Malam ini, langit seolah sedang pamer kecantikan. Bulan purnama menggantung sempurna di atas danau, persis di balik jendela besar ruang tamu kita—ah, maksudku rumah yang kini terasa terlalu luas untukku sendiri. Namaku Wulandriana Purnama Aesthetica. Ayah memberiku nama itu karena aku lahir saat bulan sedang bulat-bulatnya, tapi lucu ya, malam ini namaku justru terasa seperti beban yang menyesakkan dada.
Aku meringkuk di sofa hijau, memeluk lutut. Di sampingku, Brownies—kucing cokelat kesayangan kita—mendengkur halus. Dia satu-satunya saksi bisu betapa seringnya aku melamun sejak Pras, suamiku, memutuskan angkat kaki dan pulang ke rumah orang tuanya.
Semua cuma karena masalah sepele. Hal kecil yang kalau dipikir lagi sekarang, rasanya bodoh sekali kalau harus dibayar dengan perpisahan. Pras dengan keras kepalanya, dan aku dengan gengsi setinggi langit. Akhirnya, dia pergi. Meninggalkan aku, Brownies, dan tumpukan buku di rak yang kini berdebu karena tak ada lagi yang semangat membacanya.
"Brownies, menurutmu Pras sedang lihat bulan yang sama nggak di sana?" bisikku pelan.
Brownies hanya menggeliat, mengusap kepalanya ke tanganku.
Aku menatap pantulan bulan di air danau yang tenang. Di dalam hati, aku merapal doa yang sama setiap malam: Semoga Pras ingat aku. Semoga dia sadar kalau rumah ini sepi tanpa tawanya. Aku rindu aroma kopinya di pagi hari, rindu caranya mengomel kalau aku lupa mematikan lampu.
Tiba-tiba, keheningan malam pecah oleh getaran ponsel di atas meja kayu. Jantungku mencelos. Sebuah nama muncul di layar: Dilan Prasetyo Suherman.
Tanganku gemetar saat mengangkatnya. Aku diam, takut kalau suaraku pecah.
"Rian?" Suaranya terdengar di seberang sana. Serak, seperti orang yang sudah lama menahan beban. "Aku sedang di luar, menatap bulan.

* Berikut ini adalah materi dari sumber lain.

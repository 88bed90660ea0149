//! The check-in workflow engine behind the board.

pub mod dragdrop;
pub mod engine;
pub mod gate;
pub mod notices;
pub mod store;
pub mod sync;

pub use dragdrop::{DragDropController, DropGesture};
pub use engine::{IgnoreReason, TransitionEngine, TransitionOutcome, TransitionRequest};
pub use gate::{
    AssignmentRequest, ChannelPrompt, GateDecision, GroomerAssignmentGate, GroomerPrompt,
    PendingAssignment,
};
pub use notices::{Notice, NoticeId, Notices};
pub use store::{
    BoardColumns, PatchOutcome, PatchRejection, ReplaceOutcome, StateStore, StoreEvent,
};
pub use sync::{FetchMode, SyncHandle, SyncScheduler, SyncState};

use std::sync::Arc;
use std::time::Duration;

use crate::api::CheckInService;

/// The engine's components wired together around one store.
#[derive(Debug, Clone)]
pub struct Board {
    pub store: Arc<StateStore>,
    pub notices: Arc<Notices>,
    pub engine: Arc<TransitionEngine>,
    pub dragdrop: DragDropController,
    pub sync: Arc<SyncScheduler>,
}

impl Board {
    pub fn new(
        service: Arc<dyn CheckInService>,
        prompt: Arc<dyn GroomerPrompt>,
        poll_interval: Duration,
    ) -> Self {
        let store = Arc::new(StateStore::new());
        let notices = Arc::new(Notices::new());
        let gate = GroomerAssignmentGate::new(service.clone(), prompt);
        let engine = Arc::new(TransitionEngine::new(
            service.clone(),
            store.clone(),
            notices.clone(),
            gate,
        ));
        let sync = Arc::new(SyncScheduler::new(
            service,
            store.clone(),
            notices.clone(),
            poll_interval,
        ));
        Self {
            dragdrop: DragDropController::new(engine.clone()),
            store,
            notices,
            engine,
            sync,
        }
    }
}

Purnama malam ini cantik sekali... tapi rasanya ada yang hilang."
Aku masih terdiam, air mata mulai mengaburkan pandanganku.

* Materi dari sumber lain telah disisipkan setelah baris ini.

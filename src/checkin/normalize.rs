//! Maps the check-in service's payloads onto [`CheckInRecord`] and [`Groomer`].
//!
//! The service has renamed its fields several times, so every canonical
//! attribute has an ordered list of candidate keys. The first candidate that
//! is present, non-null and non-blank wins; when none match the attribute
//! falls back to a default instead of failing.

use chrono::{DateTime, NaiveDateTime, Utc};
use serde_json::Value;
use tracing::{debug, warn};

use super::record::{CheckInId, CheckInRecord, Groomer, GroomerId, Priority, Status};

/// A candidate location inside a payload, as a key path.
type KeyPath = &'static [&'static str];

const ID_KEYS: &[KeyPath] = &[&["idCheckin"], &["idCheckIn"], &["id"], &["checkinId"]];
const PET_KEYS: &[KeyPath] = &[
    &["petNome"],
    &["pet", "nomePet"],
    &["pet", "name"],
    &["nomePet"],
    &["petName"],
];
const TUTOR_KEYS: &[KeyPath] = &[
    &["nomeTutor"],
    &["tutor", "nomeTutor"],
    &["tutor", "name"],
    &["tutorName"],
];
const BREED_KEYS: &[KeyPath] = &[
    &["racaNome"],
    &["raca", "nomeRaca"],
    &["raca"],
    &["breed"],
    &["breedName"],
];
const STATUS_KEYS: &[KeyPath] = &[&["status"], &["situacao"]];
const PRIORITY_KEYS: &[KeyPath] = &[&["priority"], &["prioridade"]];
const GROOMER_ID_KEYS: &[KeyPath] = &[
    &["groomer", "idGroomer"],
    &["groomer", "id"],
    &["groomer", "groomerId"],
    &["idGroomer"],
    &["groomerId"],
];
const GROOMER_NAME_KEYS: &[KeyPath] = &[
    &["groomerNome"],
    &["groomer", "nomeGroomer"],
    &["groomer", "nome"],
    &["groomer", "name"],
    &["nomeGroomer"],
    &["groomer"],
];
const SERVICE_LIST_KEYS: &[KeyPath] = &[
    &["servicos"],
    &["services"],
    &["listaServicos"],
    &["itensServico"],
    &["itens"],
    &["servicosExecutados"],
];
const SERVICE_NAME_KEYS: &[KeyPath] = &[
    &["nomeService"],
    &["nomeServico"],
    &["nome"],
    &["descricao"],
    &["description"],
    &["serviceName"],
    &["title"],
];
const SERVICE_TEXT_KEYS: &[KeyPath] = &[
    &["servicosNome"],
    &["serviceNames"],
    &["descricaoServicos"],
];
const OBSERVATION_KEYS: &[KeyPath] = &[&["observacoes"], &["observacao"], &["observations"]];
const PERFUME_KEYS: &[KeyPath] = &[&["passaPerfume"], &["isPassaPerfume"], &["perfumeRequested"]];
const DECORATION_KEYS: &[KeyPath] = &[
    &["colocaEnfeite"],
    &["isColocaEnfeite"],
    &["decorationRequested"],
];
const MODIFIED_KEYS: &[KeyPath] = &[&["wasModified"], &["modificado"], &["editado"]];
const CREATED_KEYS: &[KeyPath] = &[
    &["dataHoraCriacao"],
    &["dataCheckin"],
    &["checkinAt"],
    &["createdAt"],
];
const FINISHED_KEYS: &[KeyPath] = &[
    &["dataHoraFinalizacao"],
    &["dataFinalizacao"],
    &["finishedAt"],
];

const ROSTER_ID_KEYS: &[KeyPath] = &[&["idGroomer"], &["id"], &["groomerId"]];
const ROSTER_NAME_KEYS: &[KeyPath] = &[&["nomeGroomer"], &["nome"], &["name"]];

/// Name used for a groomer whose payload carries an id but no name.
pub const FALLBACK_GROOMER_NAME: &str = "Groomer";

fn lookup<'a>(value: &'a Value, path: KeyPath) -> Option<&'a Value> {
    path.iter().try_fold(value, |v, key| v.get(key))
}

fn is_blank(value: &Value) -> bool {
    match value {
        Value::Null => true,
        Value::String(s) => s.trim().is_empty(),
        _ => false,
    }
}

/// First candidate that is present and not blank.
fn pick<'a>(value: &'a Value, candidates: &[KeyPath]) -> Option<&'a Value> {
    candidates
        .iter()
        .filter_map(|path| lookup(value, path))
        .find(|v| !is_blank(v))
}

/// Like [`pick`], but only accepts string values.
fn pick_str<'a>(value: &'a Value, candidates: &[KeyPath]) -> Option<&'a str> {
    candidates
        .iter()
        .filter_map(|path| lookup(value, path))
        .filter_map(Value::as_str)
        .map(str::trim)
        .find(|s| !s.is_empty())
}

fn pick_string(value: &Value, candidates: &[KeyPath]) -> String {
    pick_str(value, candidates).unwrap_or_default().to_string()
}

fn as_id(value: &Value) -> Option<i64> {
    match value {
        Value::Number(n) => n.as_i64(),
        Value::String(s) => s.trim().parse().ok(),
        _ => None,
    }
}

fn pick_id(value: &Value, candidates: &[KeyPath]) -> Option<i64> {
    candidates
        .iter()
        .filter_map(|path| lookup(value, path))
        .find_map(as_id)
}

fn pick_bool(value: &Value, candidates: &[KeyPath], default: bool) -> bool {
    match pick(value, candidates) {
        Some(Value::Bool(b)) => *b,
        Some(Value::String(s)) => match s.trim().to_lowercase().as_str() {
            "true" | "sim" | "1" => true,
            "false" | "nao" | "não" | "0" => false,
            _ => default,
        },
        Some(Value::Number(n)) => n.as_i64().map(|n| n != 0).unwrap_or(default),
        _ => default,
    }
}

/// Parses RFC 3339, or an offset-less ISO local date-time taken as UTC.
pub fn parse_timestamp(raw: &str) -> Option<DateTime<Utc>> {
    let raw = raw.trim();
    if let Ok(dt) = DateTime::parse_from_rfc3339(raw) {
        return Some(dt.with_timezone(&Utc));
    }
    ["%Y-%m-%dT%H:%M:%S%.f", "%Y-%m-%d %H:%M:%S%.f", "%Y-%m-%dT%H:%M"]
        .iter()
        .find_map(|fmt| NaiveDateTime::parse_from_str(raw, fmt).ok())
        .map(|naive| naive.and_utc())
}

fn pick_timestamp(value: &Value, candidates: &[KeyPath]) -> Option<DateTime<Utc>> {
    pick_str(value, candidates).and_then(parse_timestamp)
}

fn service_name(item: &Value) -> Option<String> {
    match item {
        Value::String(s) if !s.trim().is_empty() => Some(s.trim().to_string()),
        Value::Object(_) => pick_str(item, SERVICE_NAME_KEYS).map(str::to_string),
        _ => None,
    }
}

fn collect_services(value: &Value) -> Vec<String> {
    let arrays: Vec<&Vec<Value>> = SERVICE_LIST_KEYS
        .iter()
        .filter_map(|path| lookup(value, path))
        .filter_map(Value::as_array)
        .collect();

    let mut names: Vec<String> = Vec::new();
    let mut push = |name: String| {
        if !names.contains(&name) {
            names.push(name);
        }
    };

    if arrays.is_empty() {
        if let Some(text) = pick_str(value, SERVICE_TEXT_KEYS) {
            text.split(',')
                .map(str::trim)
                .filter(|s| !s.is_empty())
                .for_each(|s| push(s.to_string()));
        }
    } else {
        arrays
            .into_iter()
            .flatten()
            .filter_map(service_name)
            .for_each(&mut push);
    }
    names
}

/// Listings usually name the groomer without an id; either one is enough.
fn pick_groomer(value: &Value) -> Option<Groomer> {
    let name = pick_str(value, GROOMER_NAME_KEYS);
    match (pick_id(value, GROOMER_ID_KEYS), name) {
        (Some(id), name) => Some(Groomer::new(id, name.unwrap_or(FALLBACK_GROOMER_NAME))),
        (None, Some(name)) => Some(Groomer::named(name)),
        (None, None) => None,
    }
}

fn pick_status(value: &Value) -> Status {
    match pick_str(value, STATUS_KEYS) {
        Some(raw) => raw.parse().unwrap_or_else(|_| {
            debug!(status = raw, "unrecognised status, treating as waiting");
            Status::Waiting
        }),
        None => Status::Waiting,
    }
}

/// Normalizes a single check-in payload.
///
/// Returns `None` only when no identifier can be found; every other field
/// falls back to its default.
pub fn normalize_checkin(value: &Value) -> Option<CheckInRecord> {
    let id: CheckInId = pick_id(value, ID_KEYS)?;

    Some(CheckInRecord {
        id,
        pet_name: pick_string(value, PET_KEYS),
        tutor_name: pick_string(value, TUTOR_KEYS),
        breed_name: pick_string(value, BREED_KEYS),
        status: pick_status(value),
        priority: pick_str(value, PRIORITY_KEYS)
            .map(Priority::parse_lenient)
            .unwrap_or_default(),
        groomer: pick_groomer(value),
        services: collect_services(value),
        observations: pick_str(value, OBSERVATION_KEYS).map(str::to_string),
        perfume_requested: pick_bool(value, PERFUME_KEYS, true),
        decoration_requested: pick_bool(value, DECORATION_KEYS, true),
        was_modified: pick_bool(value, MODIFIED_KEYS, false),
        created_at: pick_timestamp(value, CREATED_KEYS),
        finished_at: pick_timestamp(value, FINISHED_KEYS),
    })
}

/// Normalizes a list payload. Entries without an id are dropped; a body that
/// is not an array yields an empty list.
pub fn normalize_checkins(value: &Value) -> Vec<CheckInRecord> {
    let Some(items) = value.as_array() else {
        warn!("check-in listing is not an array, ignoring body");
        return Vec::new();
    };

    items
        .iter()
        .filter_map(|item| {
            let record = normalize_checkin(item);
            if record.is_none() {
                warn!("dropping check-in entry without an id");
            }
            record
        })
        .collect()
}

/// Normalizes the groomer roster. Entries without a numeric id are dropped.
pub fn normalize_groomers(value: &Value) -> Vec<Groomer> {
    let Some(items) = value.as_array() else {
        warn!("groomer roster is not an array, ignoring body");
        return Vec::new();
    };

    items
        .iter()
        .filter_map(|item| {
            let id: GroomerId = pick_id(item, ROSTER_ID_KEYS)?;
            let name = pick_str(item, ROSTER_NAME_KEYS).unwrap_or(FALLBACK_GROOMER_NAME);
            Some(Groomer::new(id, name))
        })
        .collect()
}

"Aku minta maaf, Rian," lanjutnya, suaranya kini lebih lembut. "Aku egois. Aku membiarkan amarah kecil menghancurkan apa yang kita bangun. Melihat purnama tahun ini terlewati tanpa kamu di sampingku... itu adalah hal tersulit yang pernah aku alami. Aku ingin pulang. Bolehkah aku pulang ke rumah kita?"
Tangis yang sedari tadi kutahan akhirnya tumpah juga. Bukan tangis sedih, tapi tangis lega yang luar biasa. "Pras... cepatlah pulang. Brownies sudah rindu, dan aku... aku lebih rindu lagi."
Malam itu, purnama tidak lagi terasa dingin. Cahayanya yang masuk melalui celah jendela seolah merestui babak baru yang akan kami mulai. Pras akan kembali, dan kali ini, aku tidak akan membiarkan ego memadamkan cahaya di rumah kami lagi.
***
Satu tahun sudah lewat sejak malam yang penuh air mata itu. Malam ini, bulan purnama kembali bertahta di langit yang sama, memantulkan cahaya perak di atas danau yang tenang. Tapi, suasana di dalam rumah sudah jauh beda. Tidak ada lagi sepi yang menyesakkan atau napas Brownies yang sendirian di sofa.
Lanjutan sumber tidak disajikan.